As one of the current constriction structures, around the active region,
There is a structure that forms a pn junction in the opposite direction to the injection carrier. This will be described with reference to FIG.

In the figure, A is an active region, and B is a current confinement region. The active region A is, for example, an n-type InP layer 2, which is epitaxially grown on the n-type InP substrate 1, an n-type or p-type InGaAsP layer.
3, formed by processing the p-type InP layer 4 and the p-type InGaAsP layer 5 into a mesa shape by etching. The InGaAsP layer 3 forms an active layer, and the InP layers 2 and 4 form a cladding layer. The p-InGaAsP layer 5 forms a cap layer for forming an ohmic contact between the electrode 6 and the p-InP layer 4. The current confinement region B, p-type Inp layer 7 ₁ and 7 ₃ and n-type InP
Layer 7 ₂ is formed, the mesa of the active area A is filled with them.

When a current flows toward the electrode 6 to the electrode 8, although the active region A forward current flows in the current confinement region B, at least npn junction by InP layer 7 _2, 7 ₁ and the InP layer 2 is formed Therefore, no current flows.

[Problems to be solved by the invention]

In the structure of FIG. 4, p-type InP layer _71, because of optical confinement, it is necessary to form deeper than InGaAsp layer 3 which is an active layer position. For this reason, the height H of the mesa in the active region A is usually about 5 μm. Therefore,
InP layer ₇₁ in the current confinement region B, 7 _2, 7 ₃ must have a thickness that is out to embed the mesa in height. Conventionally, a liquid crystal growth method (LPE) has been used as a method for obtaining an epitaxially grown layer having such a thickness.

However, since the liquid phase growth method generally has a high growth temperature, the surface of a compound semiconductor crystal containing a component having a high vapor pressure such as phosphorous (P) or a component which is easily oxidized such as aluminum (Al) becomes phosphorous. There is a disadvantage that it is susceptible to thermal denaturation such as evaporation and oxidation of aluminum. For this reason,
For example, in the visible region laser diode using InGaAlP, a modified layer is formed on the surface of the InGaAlP layer exposed on the side surface of the mesa-shaped active region. As a result, the leakage current increases and the threshold current increases. is there.

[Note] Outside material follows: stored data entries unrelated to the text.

//! State machine transition validation for execution phases and node states.

use cascade_workflow::NodeState;

use crate::error::ExecutionError;
use crate::phase::ExecutionPhase;

/// Returns `true` if the execution-level transition from `from` to `to` is valid.
#[must_use]
pub fn can_transition_execution(from: ExecutionPhase, to: ExecutionPhase) -> bool {
    matches!(
        (from, to),
        (ExecutionPhase::Pending, ExecutionPhase::Planning)
            | (ExecutionPhase::Pending, ExecutionPhase::Executing)
            | (ExecutionPhase::Pending, ExecutionPhase::Cancelled)
            | (ExecutionPhase::Planning, ExecutionPhase::Executing)
            | (ExecutionPhase::Planning, ExecutionPhase::Failed)
            | (ExecutionPhase::Planning, ExecutionPhase::Cancelled)
            | (ExecutionPhase::Executing, ExecutionPhase::Finalizing)
            | (ExecutionPhase::Executing, ExecutionPhase::Completed)
            | (ExecutionPhase::Executing, ExecutionPhase::Failed)
            | (ExecutionPhase::Executing, ExecutionPhase::Cancelled)
            | (ExecutionPhase::Finalizing, ExecutionPhase::Completed)
            | (ExecutionPhase::Finalizing, ExecutionPhase::Failed)
    )
}

/// Validate an execution-level transition, returning an error if invalid.
pub fn validate_execution_transition(
    from: ExecutionPhase,
    to: ExecutionPhase,
) -> Result<(), ExecutionError> {
    if can_transition_execution(from, to) {
        Ok(())
    } else {
        Err(ExecutionError::InvalidTransition {
            from: from.to_string(),
            to: to.to_string(),
        })
    }
}

/// Returns `true` if the node-level transition from `from` to `to` is valid.
///
/// Retries keep the node in `Retrying` between attempts; only events move
/// node state, so there is no `Retrying → Running` edge. A further failed
/// attempt re-enters `Retrying`. `Pending → Failed` covers binding failures,
/// which fail a node before its first attempt starts.
#[must_use]
pub fn can_transition_node(from: NodeState, to: NodeState) -> bool {
    matches!(
        (from, to),
        (NodeState::Pending, NodeState::Running)
            | (NodeState::Pending, NodeState::Skipped)
            | (NodeState::Pending, NodeState::Failed)
            | (NodeState::Running, NodeState::Completed)
            | (NodeState::Running, NodeState::Failed)
            | (NodeState::Running, NodeState::Retrying)
            | (NodeState::Retrying, NodeState::Completed)
            | (NodeState::Retrying, NodeState::Failed)
            | (NodeState::Retrying, NodeState::Retrying)
    )
}

/// Validate a node-level transition, returning an error if invalid.
pub fn validate_node_transition(from: NodeState, to: NodeState) -> Result<(), ExecutionError> {
    if can_transition_node(from, to) {
        Ok(())
    } else {
        Err(ExecutionError::InvalidTransition {
            from: from.to_string(),
            to: to.to_string(),
        })
    }
}

#[cfg(test)]
mod tests {
    use super::*;
    use rstest::rstest;

    #[rstest]
    #[case(ExecutionPhase::Pending, ExecutionPhase::Planning)]
    #[case(ExecutionPhase::Pending, ExecutionPhase::Executing)]
    #[case(ExecutionPhase::Planning, ExecutionPhase::Executing)]
    #[case(ExecutionPhase::Planning, ExecutionPhase::Failed)]
    #[case(ExecutionPhase::Executing, ExecutionPhase::Finalizing)]
    #[case(ExecutionPhase::Executing, ExecutionPhase::Completed)]
    #[case(ExecutionPhase::Executing, ExecutionPhase::Failed)]
    #[case(ExecutionPhase::Executing, ExecutionPhase::Cancelled)]
    #[case(ExecutionPhase::Finalizing, ExecutionPhase::Completed)]
    #[case(ExecutionPhase::Finalizing, ExecutionPhase::Failed)]
    fn valid_execution_transitions(#[case] from: ExecutionPhase, #[case] to: ExecutionPhase) {
        assert!(can_transition_execution(from, to));
    }

    #[rstest]
    #[case(ExecutionPhase::Pending, ExecutionPhase::Completed)]
    #[case(ExecutionPhase::Completed, ExecutionPhase::Executing)]
    #[case(ExecutionPhase::Failed, ExecutionPhase::Executing)]
    #[case(ExecutionPhase::Cancelled, ExecutionPhase::Pending)]
    #[case(ExecutionPhase::Finalizing, ExecutionPhase::Cancelled)]
    #[case(ExecutionPhase::Executing, ExecutionPhase::Executing)]
    fn invalid_execution_transitions(#[case] from: ExecutionPhase, #[case] to: ExecutionPhase) {
        assert!(!can_transition_execution(from, to));
    }

    #[test]
    fn terminal_phases_are_absorbing() {
        for terminal in [
            ExecutionPhase::Completed,
            ExecutionPhase::Failed,
            ExecutionPhase::Cancelled,
        ] {
            for target in [
                ExecutionPhase::Pending,
                ExecutionPhase::Planning,
                ExecutionPhase::Executing,
                ExecutionPhase::Finalizing,
                ExecutionPhase::Completed,
                ExecutionPhase::Failed,
                ExecutionPhase::Cancelled,
            ] {
                assert!(!can_transition_execution(terminal, target));
            }
        }
    }

    #[test]
    fn validate_execution_transition_err() {
        let err = validate_execution_transition(ExecutionPhase::Completed, ExecutionPhase::Pending)
            .unwrap_err();
        assert!(err.to_string().contains("invalid transition"));
    }

    #[rstest]
    #[case(NodeState::Pending, NodeState::Running)]
    #[case(NodeState::Pending, NodeState::Skipped)]
    #[case(NodeState::Pending, NodeState::Failed)]
    #[case(NodeState::Running, NodeState::Completed)]
    #[case(NodeState::Running, NodeState::Failed)]
    #[case(NodeState::Running, NodeState::Retrying)]
    #[case(NodeState::Retrying, NodeState::Completed)]
    #[case(NodeState::Retrying, NodeState::Failed)]
    #[case(NodeState::Retrying, NodeState::Retrying)]
    fn valid_node_transitions(#[case] from: NodeState, #[case] to: NodeState) {
        assert!(can_transition_node(from, to));
    }

    #[rstest]
    #[case(NodeState::Pending, NodeState::Completed)]
    #[case(NodeState::Completed, NodeState::Running)]
    #[case(NodeState::Skipped, NodeState::Running)]
    #[case(NodeState::Failed, NodeState::Running)]
    #[case(NodeState::Failed, NodeState::Retrying)]
    #[case(NodeState::Running, NodeState::Skipped)]
    fn invalid_node_transitions(#[case] from: NodeState, #[case] to: NodeState) {
        assert!(!can_transition_node(from, to));
    }
}
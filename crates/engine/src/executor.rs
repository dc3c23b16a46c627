//! The node executor contract and type-keyed registry.

use std::collections::HashMap;
use std::sync::Arc;

use async_trait::async_trait;
use cascade_core::{ExecutionId, NodeId, WorkflowId};
use cascade_execution::VariableSet;
use cascade_workflow::{NodeDefinition, NodeType};
use serde_json::{Map, Value};
use tokio_util::sync::CancellationToken;

use crate::error::EngineError;

/// The immutable input snapshot a node executor receives.
///
/// Executors MUST NOT mutate inputs (they receive a shared reference), MUST
/// honor the cancellation token, and MAY be invoked multiple times for one
/// node when retries are enabled — they are expected to be side-effect
/// aware.
#[derive(Debug, Clone)]
pub struct NodeExecutionInputs {
    /// Scoped variables built by the binder for this node only.
    pub variables: VariableSet,
    /// Read-only globals seeded at execution start.
    pub global_context: VariableSet,
    /// Raw parent outputs keyed by parent node ID.
    pub parent_outputs: HashMap<NodeId, Map<String, Value>>,
    /// The running execution.
    pub execution_id: ExecutionId,
    /// The workflow being executed.
    pub workflow_id: WorkflowId,
}

/// Executes nodes of one [`NodeType`].
#[async_trait]
pub trait NodeExecutor: Send + Sync {
    /// Run the node and produce its output map.
    async fn execute(
        &self,
        cancellation: &CancellationToken,
        node: &NodeDefinition,
        inputs: &NodeExecutionInputs,
    ) -> Result<Map<String, Value>, EngineError>;
}

/// Type-keyed executor registry.
///
/// Executors register at engine construction; the engine never depends on
/// concrete executor internals.
#[derive(Default)]
pub struct ExecutorRegistry {
    executors: HashMap<NodeType, Arc<dyn NodeExecutor>>,
}

impl ExecutorRegistry {
    /// Create an empty registry.
    #[must_use]
    pub fn new() -> Self {
        Self::default()
    }

    /// Register an executor for a node type, replacing any previous one.
    pub fn register(&mut self, node_type: NodeType, executor: Arc<dyn NodeExecutor>) {
        self.executors.insert(node_type, executor);
    }

    /// Builder-style [`register`](Self::register).
    #[must_use]
    pub fn with(mut self, node_type: NodeType, executor: Arc<dyn NodeExecutor>) -> Self {
        self.register(node_type, executor);
        self
    }

    /// Look up the executor for a node type.
    #[must_use]
    pub fn get(&self, node_type: NodeType) -> Option<Arc<dyn NodeExecutor>> {
        self.executors.get(&node_type).cloned()
    }

    /// All registered node types.
    #[must_use]
    pub fn registered_types(&self) -> Vec<NodeType> {
        self.executors.keys().copied().collect()
    }
}

impl std::fmt::Debug for ExecutorRegistry {
    fn fmt(&self, f: &mut std::fmt::Formatter<'_>) -> std::fmt::Result {
        f.debug_struct("ExecutorRegistry")
            .field("registered", &self.registered_types())
            .finish()
    }
}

Recent advances in metal organic vapor phase epitaxy (MOVPE) technology have made it possible to grow compound semiconductors epitaxially at low temperatures and in an oxygen-free atmosphere by liquid phase epitaxy. Therefore, according to the MOPVE method,
It is expected that the problem of thermal denaturation of the liquid crystal surface as in the LPE method can be avoided.

However, the MOVPE method is a kind of vapor phase growth method, and the crystal growth mechanism is different from the liquid phase growth method. Therefore, the thickness of the current confinement region B is 5 μm like the npn junction layer.
If an attempt is made to form a semiconductor layer having a thickness of m, a specific surface of the (111) plane is formed, and it is difficult to bury the semiconductor layer flatly, and the embeddable thickness is at most about 3 μm. As a result, the current confinement structure using a pn junction as described above, for example, can not grow the InP layer 7 _1, 7 _2, 7 ₃ in a single step, every time to grow a layer of each After the etching step, the next layer must be grown, and there is a problem that many growth steps are required.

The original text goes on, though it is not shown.